In 2018, she published her first book, "Abby Invents Unbreakable Crayons" about a young girl who grows tired of her crayons breaking, so she invents her own crayons.
On Feb. 1, the second book in the "Abby Invents" series, "Abby Invents the Foldibot," was released.
The book follows Abby's journey in working with her cousin, Miko, to engineer a device that can fold laundry.
Drawing from her own life, Simon said the children's book series also is about "the experience of wanting to normalize failure."
"In all my books, Abby fails many times," she said. "Her teacher tells her, 'remember you can't quit, you have to keep going, you can't give up.'"
Simon will be the first to say that failure is part of the journey to success.
The book initially was rejected by every publisher she pitched it to.
"When I got rejected by publishers, it didn't bother me too much because in grad school you publish things that get rejected many times," she said. "I felt very strongly that the words were important."
"The United States Patent Trademark Office somehow used it in their 10th Camp Invention program," Simon said. The Massachusetts Institute of Technology also included "Abby Invents Unbreakable Crayons" in its Full Steam Ahead program for young learners.
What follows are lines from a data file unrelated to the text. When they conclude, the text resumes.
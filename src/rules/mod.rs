//! Blocking rules: the data model, expiry resolution and the engine that
//! keeps the active rule set consistent.

pub mod duration;
pub mod engine;
pub mod model;

pub use duration::DurationSpec;
pub use engine::{Actor, BlacklistAddition, Cancellation, RuleEngine, WhitelistAddition};
pub use model::{BlockingRule, RuleRecord, RuleStatus, RuleType};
Simon founded her own company, Timouns (pronounced t-moons) in 2018, where she sells her books and coloring pages. "I knew I could write books and get kids thinking about inventing. That's why I started Timouns. In many ways, I think Abby is me writing a letter to my younger self, saying it's OK to be bold and curious. There are elements of my childhood in there. The Caribbean's bright colors are definitely an ode to my childhood."
Aside from publishing children's books, Simon also is an American Association for the Advancement of Science IF/THEN ambassador. The program aims to further women in STEM.
"We founded the IF/THEN initiative on the believe that 'IF she can see it, THEN she can be it,'" said Nicole Small, CEO of Lyda Hill Philanthropies and co-founder of the IF/THEN Initiative. "Our mission is to inspire young girls to pursue STEM careers and Dr. Simon's main character Abby, shows young girls, especially girls of color, that they too can be inventors. When readers picture a scientist, they see Abby, a girl who looks like them."
When she's not writing books or working, Simon said she still loves to get outside and take in the myriad adventures Oregon has to offer, like the Wooden Shoe Tulip Festival, vineyards and Mount Hood.
"I love Oregon. I fell in love with it on my first visit, which was maybe a year before I moved out here," Simon said. "It felt like a hidden gem, the waterfalls, the rivers, in many ways it felt like home. I had never been to a state in the U.S. that had so much nature."
Thursday, Feb. 11 is International Day of Women and Girls in Science.